Адская колесница приезжает за душами грешников лишь через час, когда мы уже совсем продрогли - дождь такой сильный, что воздух под навесом буквально сочится влагой. Воды так много, будто Днепр, устав терпеть город на своих берегах, разинул пасть и отправил его на дно, щелкнув челюстями с обломками мостов. В троллейбусе, гремящем, грохочущем каждым ржавым болтом и режущем затопленную дорогу, как теплоход "Ракета", орет Гарик Сукачев: "Эй, ямщик, поворррачивай к черррту! Новой дорогой поедем домой!"
Водитель в майке-сеточке, жмущий на педали огромными стопами в шлепанцах с американскими флажками, подвывает и пританцовывает, даже когда я протягиваю ему мокрые деньги. Над его головой судорожно дергается бело-голубой вымпел "Динамо"; расцвеченная неоном вывесок и фонарями тьма за окном, напоминающая внутренности аквариума, то и дело взрывается яркими снопами искр. Мы с Олей молчим, держимся за руки. Я смотрю на нее. Оля смотрит в темноту.
Выходим - будто ныряем в озеро. Даже дышать трудно, настолько влажно.
- Я вон там, в шестнарике живу, - указывает Оля куда-то в темноту.
Вглядываюсь в гремящее месиво, но рассмотреть удается лишь едва заметный прямоугольный контур, будто дождь там слегка плотнее, чем вокруг. Свет редких окон и вовсе не пробивается через осатаневшую воду.
- Высоко?
- Выше только небо и техэтаж, - отвечает, улыбаясь, Оля. - Легко запомнить: на торце, как раз на стене моей квартиры, большая красная надпись: "СЛАВА". Раньше было "СЛАВА ТРУДУ", но сосед снизу утеплился пенопластом, и теперь только "СЛАВА".
- Я запомню.
У самого дома жмется к стене круглосуточный ларек, похожий на смятую и выброшенную с балкона пивную жестянку.
- Давай еще возьмем, - говорит Оля.
- Полегчало?
- Да, чуть промыло голову.
Думаю, помнит ли она про поцелуй. И не пригрезился ли он мне самому. В конце концов, у меня кровь сейчас тоже - хоть в бензобак заливай…
В магазине-жестянке есть что-то вроде предбанника, где на высоком барном стуле сидит, похлебывая пиво из литрушки, мужик с надписью "Охрана" на черной спине и самозабвенно швыряет четвертаки в жерло игрового автомата. Продавец выдает пиво, только когда Оля показывает паспорт. Я мельком замечаю дату рождения - таки да, не тридцать два, а двадцать три. Столько же, сколько я назвал вчера. Что это значит? А хрен его знает…
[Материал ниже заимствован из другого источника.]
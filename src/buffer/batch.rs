use crate::domain::EventRecord;
use std::fmt;
use std::time::Instant;
use uuid::Uuid;

/// Why a batch was cut from the queue.
#[derive(Debug, Clone, Copy, PartialEq, Eq)]
pub enum BatchTrigger {
    /// Queue length reached the batch size.
    Size,
    /// Periodic scheduler tick.
    Timer,
    /// Explicit `flush()` call.
    Manual,
}

impl BatchTrigger {
    pub fn as_str(&self) -> &'static str {
        match self {
            BatchTrigger::Size => "size",
            BatchTrigger::Timer => "timer",
            BatchTrigger::Manual => "manual",
        }
    }
}

impl fmt::Display for BatchTrigger {
    fn fmt(&self, f: &mut fmt::Formatter<'_>) -> fmt::Result {
        f.write_str(self.as_str())
    }
}

/// A contiguous slice removed from the head of the queue.
///
/// Ownership moves to the send attempt; on a retryable failure the records
/// go back to the queue head via [`Batch::into_records`].
#[derive(Debug, Clone)]
pub struct Batch {
    id: Uuid,
    records: Vec<EventRecord>,
    trigger: BatchTrigger,
    created_at: Instant,
}

impl Batch {
    pub fn new(records: Vec<EventRecord>, trigger: BatchTrigger) -> Self {
        Self {
            id: Uuid::new_v4(),
            records,
            trigger,
            created_at: Instant::now(),
        }
    }

    pub fn id(&self) -> Uuid {
        self.id
    }

    pub fn len(&self) -> usize {
        self.records.len()
    }

    pub fn is_empty(&self) -> bool {
        self.records.is_empty()
    }

    pub fn records(&self) -> &[EventRecord] {
        &self.records
    }

    pub fn into_records(self) -> Vec<EventRecord> {
        self.records
    }

    pub fn trigger(&self) -> BatchTrigger {
        self.trigger
    }

    pub fn created_at(&self) -> Instant {
        self.created_at
    }
}

#[cfg(test)]
mod tests {
    use super::*;
    use crate::domain::SourceContext;

    #[test]
    fn test_batch_keeps_record_order() {
        let ctx = SourceContext::new("0.1.0");
        let records: Vec<_> = (0..3)
            .map(|i| EventRecord::builder(&ctx, format!("e{i}")).build())
            .collect();

        let batch = Batch::new(records.clone(), BatchTrigger::Manual);
        assert_eq!(batch.len(), 3);
        assert_eq!(batch.trigger(), BatchTrigger::Manual);
        assert_eq!(batch.into_records(), records);
    }

    #[test]
    fn test_batches_get_distinct_ids() {
        let a = Batch::new(Vec::new(), BatchTrigger::Timer);
        let b = Batch::new(Vec::new(), BatchTrigger::Timer);
        assert_ne!(a.id(), b.id());
        assert!(a.is_empty());
    }

    #[test]
    fn test_trigger_display() {
        assert_eq!(BatchTrigger::Size.to_string(), "size");
        assert_eq!(BatchTrigger::Manual.to_string(), "manual");
    }
}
Мы направляемся к выходу, и я чувствую тень той сложной смеси страха с предвкушением, какую порой ощущаешь перед отъездом на отдых в далекие края. То же я чувствовал тогда, с Юлей, на даче, только гораздо сильнее… Пока лифт, скрипя железными зубами, волочит нас к темному мокрому небу, чувство лишь усиливается. Оля прислоняется к стене, закрыв начало какого-то слова, написанного маркером, и оставив лишь большую букву "Й". Я наклоняюсь к ней, чтобы заглянуть за спину и удовлетворить любопытство, но она перехватывает меня и целует. Лифт, громыхнув, останавливается, и я втыкаю ногу в разъехавшиеся двери, не давая им сомкнуться. Прежде чем поцелуй обрывается, скрипящие створки успевают трижды стукнуть меня по хлюпающей кроссовке.